**WORK REQUIRED**
The line containing "control variant so" marks the end: restate word for word every line from the first line of the entries below through that one.

Saved data entries
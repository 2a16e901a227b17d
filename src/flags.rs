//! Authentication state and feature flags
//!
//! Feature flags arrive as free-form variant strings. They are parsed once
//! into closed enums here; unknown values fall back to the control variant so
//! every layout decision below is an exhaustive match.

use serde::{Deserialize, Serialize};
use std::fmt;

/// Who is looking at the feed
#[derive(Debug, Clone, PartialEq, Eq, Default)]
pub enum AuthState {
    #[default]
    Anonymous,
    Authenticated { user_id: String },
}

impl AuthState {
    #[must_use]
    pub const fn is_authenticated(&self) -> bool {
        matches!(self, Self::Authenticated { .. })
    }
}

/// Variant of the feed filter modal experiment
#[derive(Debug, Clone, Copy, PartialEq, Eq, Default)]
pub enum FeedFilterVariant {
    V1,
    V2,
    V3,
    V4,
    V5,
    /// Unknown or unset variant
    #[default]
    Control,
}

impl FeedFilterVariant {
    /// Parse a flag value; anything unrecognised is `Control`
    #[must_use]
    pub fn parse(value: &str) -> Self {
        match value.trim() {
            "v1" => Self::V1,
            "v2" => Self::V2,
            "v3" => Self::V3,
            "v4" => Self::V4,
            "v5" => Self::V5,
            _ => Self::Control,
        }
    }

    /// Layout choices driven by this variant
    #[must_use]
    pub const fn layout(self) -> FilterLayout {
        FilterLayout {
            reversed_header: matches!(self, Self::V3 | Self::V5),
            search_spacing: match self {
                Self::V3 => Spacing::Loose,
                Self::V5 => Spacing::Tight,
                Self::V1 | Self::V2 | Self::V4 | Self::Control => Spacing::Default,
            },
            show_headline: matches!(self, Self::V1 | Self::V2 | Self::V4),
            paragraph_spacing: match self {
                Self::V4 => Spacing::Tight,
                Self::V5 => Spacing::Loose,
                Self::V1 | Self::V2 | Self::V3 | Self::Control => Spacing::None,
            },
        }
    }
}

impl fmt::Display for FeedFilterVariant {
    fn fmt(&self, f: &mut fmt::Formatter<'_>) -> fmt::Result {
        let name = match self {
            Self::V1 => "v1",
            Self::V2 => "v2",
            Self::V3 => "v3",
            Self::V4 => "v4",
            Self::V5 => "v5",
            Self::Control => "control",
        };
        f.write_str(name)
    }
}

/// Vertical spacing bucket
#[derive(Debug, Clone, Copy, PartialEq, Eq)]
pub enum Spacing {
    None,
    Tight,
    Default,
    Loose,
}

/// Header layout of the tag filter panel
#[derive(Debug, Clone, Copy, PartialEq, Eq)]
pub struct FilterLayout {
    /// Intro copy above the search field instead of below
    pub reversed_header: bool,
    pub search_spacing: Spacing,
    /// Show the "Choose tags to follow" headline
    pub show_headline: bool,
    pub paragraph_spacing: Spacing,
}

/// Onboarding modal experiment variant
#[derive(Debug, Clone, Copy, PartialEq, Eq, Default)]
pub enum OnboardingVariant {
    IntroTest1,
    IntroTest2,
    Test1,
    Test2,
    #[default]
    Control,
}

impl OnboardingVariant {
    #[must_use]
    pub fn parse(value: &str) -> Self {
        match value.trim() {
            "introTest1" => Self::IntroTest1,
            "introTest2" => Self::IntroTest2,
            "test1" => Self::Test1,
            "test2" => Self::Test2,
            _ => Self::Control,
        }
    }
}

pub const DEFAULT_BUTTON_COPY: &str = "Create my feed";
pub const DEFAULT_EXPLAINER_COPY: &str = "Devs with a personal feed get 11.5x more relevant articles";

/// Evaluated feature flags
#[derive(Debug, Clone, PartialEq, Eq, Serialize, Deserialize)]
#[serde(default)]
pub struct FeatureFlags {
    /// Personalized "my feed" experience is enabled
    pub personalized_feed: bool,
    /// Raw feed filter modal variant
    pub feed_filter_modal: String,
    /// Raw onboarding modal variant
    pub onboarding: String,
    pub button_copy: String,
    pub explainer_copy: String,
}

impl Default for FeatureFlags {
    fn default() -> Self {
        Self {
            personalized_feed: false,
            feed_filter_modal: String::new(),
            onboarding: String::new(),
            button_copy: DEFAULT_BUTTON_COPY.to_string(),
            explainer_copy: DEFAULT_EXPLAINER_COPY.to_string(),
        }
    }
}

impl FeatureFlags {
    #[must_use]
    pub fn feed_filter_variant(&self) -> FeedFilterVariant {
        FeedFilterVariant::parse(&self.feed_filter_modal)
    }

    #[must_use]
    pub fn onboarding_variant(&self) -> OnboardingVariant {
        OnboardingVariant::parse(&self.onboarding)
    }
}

**SOLUTION TO THE PROBLEM**
repository 2a16e901a227b17d
filename src/flags.rs
//! Authentication state and feature flags
//!
//! Feature flags arrive as free-form variant strings. They are parsed once
//! into closed enums here; unknown values fall back to the control variant so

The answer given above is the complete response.